Accuvant's Treubig said that government agencies, businesses in the oil and gas industry, manufacturers, health-care organizations and higher education may be at increased risk for more-complex blended denial of service attacks. The industries are often pursued for their intellectual property or research information, Treubig said.

Solution providers told CRN that they have been working with clients on ways to ensure they are prepared for denial of service attacks. Appliances such as firewalls often are not properly configured to handle a DDoS attack, despite having capabilities to filter out malicious traffic, the said. In addition, most clients are concerned about system availability, not an underlying cyberattack associated with the denial of service activity. However, last year, Dell Secureworks published a report documenting ACH fraud at some banks and credit unions tied to DDoS attacks. In one attack, cybercriminals fraudulently transferred $2.1 million from a bank account. The transfers often go to banks located in Russia, Cyprus and China.

In a recent interview with CRN, researchers at Burlington, Mass.-based DDoS protection vendor Arbor Networks said they were tracking the rising number of sophisticated application-layer DDoS attacks. Some businesses rely on their upstream ISPs for protection, but that can often result in some disruption, they said. The company issued recommendations to network operators this week to help reduce the threat posed by amplification attacks.

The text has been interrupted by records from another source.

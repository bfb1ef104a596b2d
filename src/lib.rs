//! Sheetcheck - spreadsheet correctness analysis
//!
//! Finds formula errors, circular references, data inconsistencies and
//! format problems in `.xlsx` workbooks. Small workbooks are loaded whole and
//! every formula is evaluated; large ones are streamed row by row in bounded
//! memory.
//!
//! # Features
//!
//! - Formula engine with dependency graph, cycle detection and optimizer
//! - Size-based dispatch with automatic fallback to full-load
//! - Structured findings with kind, severity, location and suggestion
//! - YAML configuration and JSON reports
//!
//! # Example
//!
//! ```no_run
//! use royalbit_sheetcheck::{Analyzer, AnalyzerConfig};
//!
//! let bytes = std::fs::read("book.xlsx")?;
//! let result = Analyzer::new(AnalyzerConfig::default()).analyze(&bytes);
//!
//! println!("{} ({})", result.summary.message, result.performance.method);
//! for finding in &result.findings {
//!     println!("{} {}: {}", finding.severity, finding.location, finding.description);
//! }
//! # Ok::<(), std::io::Error>(())
//! ```

pub mod analyzer;
pub mod cli;
pub mod config;
pub mod core;
pub mod error;
pub mod excel;
pub mod repository;
pub mod types;

// Re-export commonly used types
pub use analyzer::{analyze, AnalysisStrategy, Analyzer, PathReport, StoredAnalysis};
pub use config::AnalyzerConfig;
pub use core::FormulaEngine;
pub use error::{SheetcheckError, SheetcheckResult};
pub use repository::{AnalysisRepository, InMemoryRepository, JsonDirRepository};
pub use types::{
    AnalysisMethod, AnalysisResult, Finding, FindingKind, IssueCode, Location, Severity,
    SpreadsheetDocument,
};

"Network operators, including the various categories of ISPs as well as enterprise network operators, should routinely scan their IP address space for insecurely configured services that can be abused by attackers, and then work to notify the operators of such services and remediate them," the company said about the latest high-profile attack. "In general, anti-spoofing technologies deployed at customer aggregation edges and/or access edges of wireline and wireless broadband access networks, hosting/co-location Internet data center networks, and enterprise networks would prevent attackers from launching spoofed attacks of any kind."